**Task to carry out**
Please read the records below and return each line holding the string "keeps".

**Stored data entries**

//! CLI argument definitions using the clap derive API.
//!
//! Argument names, aliases, help text and value enums live here. Handlers
//! live in [`crate::commands`].

use std::path::PathBuf;

use clap::{Args, Parser, Subcommand, ValueEnum};

pub mod global;
pub use global::GlobalArgs;

// ── Top-level CLI ─────────────────────────────────────────────────────────────

/// Main CLI entry-point.
#[derive(Debug, Parser)]
#[command(
    name    = "dotwork",
    bin_name = "dotwork",
    version  = env!("CARGO_PKG_VERSION"),
    author   = env!("CARGO_PKG_AUTHORS"),
    about    = "Provision server instances from file templates",
    long_about = "Dotwork creates server instances by rendering a template directory \
                  with your variables, and keeps existing instances in sync when the \
                  template changes.",
    after_help = "EXAMPLES:\n\
        \x20 dotwork templates list\n\
        \x20 dotwork new minecraft-paper lobby --var port=25566\n\
        \x20 dotwork update ./instances/lobby --dry-run\n\
        \x20 dotwork update-all --dir ./instances\n\
        \x20 dotwork backup restore ./backups/lobby_20250101_120000000.zip",
    arg_required_else_help = true,
    subcommand_required    = true,
)]
pub struct Cli {
    /// Flags available on every subcommand.
    #[command(flatten)]
    pub global: GlobalArgs,

    /// Subcommand to execute.
    #[command(subcommand)]
    pub command: Commands,
}

// ── Subcommands ───────────────────────────────────────────────────────────────

/// All available subcommands.
#[derive(Debug, Subcommand)]
pub enum Commands {
    /// Inspect the template library.
    #[command(
        subcommand,
        visible_alias = "t",
        about = "List and inspect templates",
        after_help = "EXAMPLES:\n\
            \x20 dotwork templates list\n\
            \x20 dotwork templates list --format json\n\
            \x20 dotwork templates show minecraft-paper\n\
            \x20 dotwork templates inspect minecraft-paper"
    )]
    Templates(TemplatesCommands),

    /// Create a new instance from a template.
    #[command(
        visible_alias = "n",
        about = "Create a new instance",
        after_help = "EXAMPLES:\n\
            \x20 dotwork new minecraft-paper lobby\n\
            \x20 dotwork new minecraft-paper survival --var port=25570 --var motd='Hi'\n\
            \x20 dotwork new proxy edge --output /srv/servers --yes"
    )]
    New(NewArgs),

    /// Find and remove managed instances.
    #[command(
        subcommand,
        visible_alias = "i",
        about = "List and delete instances",
        after_help = "EXAMPLES:\n\
            \x20 dotwork instances list\n\
            \x20 dotwork instances list --dir ./instances --dir /srv/servers\n\
            \x20 dotwork instances delete ./instances/lobby"
    )]
    Instances(InstancesCommands),

    /// Bring one instance in line with its template.
    #[command(
        visible_alias = "u",
        about = "Update an instance from its template",
        after_help = "EXAMPLES:\n\
            \x20 dotwork update ./instances/lobby --dry-run\n\
            \x20 dotwork update ./instances/lobby\n\
            \x20 dotwork update ./instances/lobby --replace --no-backup"
    )]
    Update(UpdateArgs),

    /// Update every managed instance found in the search directories.
    #[command(
        about = "Update all instances",
        after_help = "EXAMPLES:\n\
            \x20 dotwork update-all\n\
            \x20 dotwork update-all --dir ./instances --dir /srv/servers --dry-run"
    )]
    UpdateAll(UpdateAllArgs),

    /// Manage instance backup archives.
    #[command(
        subcommand,
        visible_alias = "b",
        about = "Create, list, restore and delete backups",
        after_help = "EXAMPLES:\n\
            \x20 dotwork backup create ./instances/lobby -d 'before 1.21'\n\
            \x20 dotwork backup list --instance lobby\n\
            \x20 dotwork backup restore ./backups/lobby_20250101_120000000.zip --to ./lobby-old"
    )]
    Backup(BackupCommands),

    /// Manage the Dotwork configuration.
    #[command(
        about = "Configuration management",
        subcommand,
        after_help = "EXAMPLES:\n\
            \x20 dotwork config init\n\
            \x20 dotwork config get max_backups\n\
            \x20 dotwork config show"
    )]
    Config(ConfigCommands),

    /// Generate shell completion scripts.
    #[command(
        about = "Generate shell completions",
        after_help = "EXAMPLES:\n\
            \x20 dotwork completions bash > ~/.local/share/bash-completion/completions/dotwork\n\
            \x20 dotwork completions zsh  > ~/.zfunc/_dotwork\n\
            \x20 dotwork completions fish > ~/.config/fish/completions/dotwork.fish"
    )]
    Completions(CompletionsArgs),
}

// ── templates ─────────────────────────────────────────────────────────────────

/// Subcommands for `dotwork templates`.
#[derive(Debug, Subcommand)]
pub enum TemplatesCommands {
    /// List discovered templates.
    #[command(visible_alias = "ls")]
    List {
        #[arg(
            long = "format",
            value_enum,
            default_value = "table",
            help = "Listing format"
        )]
        format: ListFormat,
    },
    /// Show a template's metadata and declared variables.
    Show {
        #[arg(value_name = "NAME", help = "Template name")]
        name: String,
    },
    /// Cross-check declared variables against the placeholders in the files.
    Inspect {
        #[arg(value_name = "NAME", help = "Template name")]
        name: String,
    },
}

/// Output format for `templates list`.
#[derive(Debug, Clone, Copy, PartialEq, Eq, ValueEnum)]
pub enum ListFormat {
    /// Human-readable table.
    Table,
    /// JSON array.
    Json,
}

// ── new ───────────────────────────────────────────────────────────────────────

/// Arguments for `dotwork new`.
#[derive(Debug, Args)]
pub struct NewArgs {
    #[arg(value_name = "TEMPLATE", help = "Template to instantiate")]
    pub template: String,

    /// Instance name; also the directory name under the output directory.
    #[arg(value_name = "NAME", help = "Instance name")]
    pub name: String,

    #[arg(
        short = 'o',
        long = "output",
        value_name = "DIR",
        help = "Parent directory for the instance (default: config default_output_dir)"
    )]
    pub output: Option<PathBuf>,

    /// Variable assignment; repeatable. Values are coerced by the declared type.
    #[arg(
        short = 'V',
        long = "var",
        value_name = "KEY=VALUE",
        value_parser = parse_var,
        help = "Set a template variable (repeatable)"
    )]
    pub vars: Vec<(String, String)>,

    /// Never prompt; missing required variables are an error.
    #[arg(short = 'y', long = "yes", help = "Do not prompt for missing variables")]
    pub yes: bool,
}

/// Split `KEY=VALUE`. The value may itself contain `=`.
fn parse_var(raw: &str) -> Result<(String, String), String> {
    let (key, value) = raw
        .split_once('=')
        .ok_or_else(|| format!("expected KEY=VALUE, got '{raw}'"))?;
    let key = key.trim();
    if key.is_empty() {
        return Err(format!("missing variable name in '{raw}'"));
    }
    Ok((key.to_string(), value.to_string()))
}

// ── instances ─────────────────────────────────────────────────────────────────

/// Subcommands for `dotwork instances`.
#[derive(Debug, Subcommand)]
pub enum InstancesCommands {
    /// List managed instances.
    #[command(visible_alias = "ls")]
    List {
        /// Directories whose immediate subdirectories are scanned.
        #[arg(
            short = 'd',
            long = "dir",
            value_name = "DIR",
            help = "Search directory (repeatable, default: config instances_dir)"
        )]
        dirs: Vec<PathBuf>,
    },
    /// Delete a managed instance directory.
    Delete {
        #[arg(value_name = "PATH", help = "Instance directory")]
        path: PathBuf,

        #[arg(short = 'y', long = "yes", help = "Skip the confirmation prompt")]
        yes: bool,
    },
}

// ── update ────────────────────────────────────────────────────────────────────

/// Arguments for `dotwork update`.
#[derive(Debug, Args)]
pub struct UpdateArgs {
    #[arg(value_name = "PATH", help = "Instance directory")]
    pub path: PathBuf,

    #[command(flatten)]
    pub reconcile: ReconcileArgs,
}

/// Arguments for `dotwork update-all`.
#[derive(Debug, Args)]
pub struct UpdateAllArgs {
    #[arg(
        short = 'd',
        long = "dir",
        value_name = "DIR",
        help = "Search directory (repeatable, default: config instances_dir)"
    )]
    pub dirs: Vec<PathBuf>,

    #[arg(short = 'y', long = "yes", help = "Skip the confirmation prompt")]
    pub yes: bool,

    /// Checked between instances; the instance in progress always finishes.
    #[arg(
        long = "time-limit",
        value_name = "SECONDS",
        help = "Stop starting new instances after this many seconds"
    )]
    pub time_limit: Option<u64>,

    #[command(flatten)]
    pub reconcile: ReconcileArgs,
}

/// Flags shared by `update` and `update-all`.
#[derive(Debug, Clone, Copy, Args)]
pub struct ReconcileArgs {
    /// Report what would change without touching the instance.
    #[arg(long = "dry-run", help = "Show what would change without writing")]
    pub dry_run: bool,

    /// Delete files the template does not provide before recopying.
    #[arg(
        long = "replace",
        help = "Remove instance files that are not in the template (keeps the record)"
    )]
    pub replace: bool,

    #[arg(long = "no-backup", help = "Skip the automatic pre-update backup")]
    pub no_backup: bool,
}

// ── backup ────────────────────────────────────────────────────────────────────

/// Subcommands for `dotwork backup`.
#[derive(Debug, Subcommand)]
pub enum BackupCommands {
    /// Archive an instance directory.
    Create {
        #[arg(value_name = "PATH", help = "Instance directory")]
        path: PathBuf,

        #[arg(
            short = 'd',
            long = "description",
            value_name = "TEXT",
            default_value = "",
            help = "Note stored in the archive manifest"
        )]
        description: String,
    },
    /// List archives, newest first.
    #[command(visible_alias = "ls")]
    List {
        #[arg(
            short = 'i',
            long = "instance",
            value_name = "NAME",
            help = "Only archives of this instance"
        )]
        instance: Option<String>,
    },
    /// Extract an archive into a directory.
    Restore {
        #[arg(value_name = "ARCHIVE", help = "Backup archive")]
        archive: PathBuf,

        #[arg(
            long = "to",
            value_name = "DIR",
            help = "Destination (default: the archived instance's original path)"
        )]
        to: Option<PathBuf>,
    },
    /// Delete an archive.
    Delete {
        #[arg(value_name = "ARCHIVE", help = "Backup archive")]
        archive: PathBuf,
    },
}

// ── config subcommands ────────────────────────────────────────────────────────

/// Subcommands for `dotwork config`.
#[derive(Debug, Subcommand)]
pub enum ConfigCommands {
    /// Write a default configuration file.
    Init {
        #[arg(short = 'f', long = "force", help = "Overwrite an existing file")]
        force: bool,
    },
    /// Print the effective configuration.
    Show,
    /// Print the value of one key.
    Get {
        /// Key name, e.g. `max_backups`.
        key: String,
    },
    /// Print the path of the configuration file in use.
    Path,
}

// ── completions ───────────────────────────────────────────────────────────────

/// Arguments for `dotwork completions`.
#[derive(Debug, Args)]
pub struct CompletionsArgs {
    /// Target shell.
    #[arg(value_enum, help = "Shell to generate completions for")]
    pub shell: Shell,
}

/// Supported shells for completion generation.
#[derive(Debug, Clone, Copy, ValueEnum)]
pub enum Shell {
    Bash,
    Zsh,
    Fish,
    PowerShell,
    Elvish,
}

// ── tests ─────────────────────────────────────────────────────────────────────

#[cfg(test)]
mod tests {
    use super::*;
    use clap::CommandFactory;

    #[test]
    fn verify_cli_structure() {
        Cli::command().debug_assert();
    }

    #[test]
    fn parse_new_with_vars() {
        let cli = Cli::parse_from([
            "dotwork",
            "new",
            "minecraft-paper",
            "lobby",
            "--var",
            "port=25566",
            "-V",
            "motd=a=b",
            "--yes",
        ]);
        let Commands::New(args) = cli.command else {
            panic!("expected New command");
        };
        assert_eq!(args.template, "minecraft-paper");
        assert_eq!(args.name, "lobby");
        assert_eq!(
            args.vars,
            vec![
                ("port".to_string(), "25566".to_string()),
                ("motd".to_string(), "a=b".to_string()),
            ]
        );
        assert!(args.yes);
    }

    #[test]
    fn malformed_var_is_rejected() {
        assert!(Cli::try_parse_from(["dotwork", "new", "t", "n", "--var", "port"]).is_err());
        assert!(Cli::try_parse_from(["dotwork", "new", "t", "n", "--var", "=1"]).is_err());
    }

    #[test]
    fn update_flags() {
        let cli = Cli::parse_from([
            "dotwork",
            "update",
            "./instances/lobby",
            "--dry-run",
            "--replace",
        ]);
        let Commands::Update(args) = cli.command else {
            panic!("expected Update command");
        };
        assert!(args.reconcile.dry_run);
        assert!(args.reconcile.replace);
        assert!(!args.reconcile.no_backup);
    }

    #[test]
    fn update_all_collects_dirs() {
        let cli = Cli::parse_from(["dotwork", "update-all", "-d", "a", "--dir", "b"]);
        let Commands::UpdateAll(args) = cli.command else {
            panic!("expected UpdateAll command");
        };
        assert_eq!(args.dirs, vec![PathBuf::from("a"), PathBuf::from("b")]);
    }

    #[test]
    fn templates_list_defaults_to_table() {
        let cli = Cli::parse_from(["dotwork", "templates", "list"]);
        assert!(matches!(
            cli.command,
            Commands::Templates(TemplatesCommands::List {
                format: ListFormat::Table
            })
        ));
    }

    #[test]
    fn backup_description_defaults_to_empty() {
        let cli = Cli::parse_from(["dotwork", "backup", "create", "./lobby"]);
        let Commands::Backup(BackupCommands::Create { description, .. }) = cli.command else {
            panic!("expected backup create");
        };
        assert!(description.is_empty());
    }

    #[test]
    fn global_flags_work_after_subcommand() {
        let cli = Cli::parse_from(["dotwork", "templates", "list", "-vv", "--no-color"]);
        assert_eq!(cli.global.verbose, 2);
        assert!(cli.global.no_color);
    }

    #[test]
    fn quiet_and_verbose_conflict() {
        let result = Cli::try_parse_from(["dotwork", "--quiet", "--verbose", "templates", "list"]);
        assert!(result.is_err());
    }
}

**Output**
                  with your variables, and keeps existing instances in sync when the \
        help = "Remove instance files that are not in the template (keeps the record)"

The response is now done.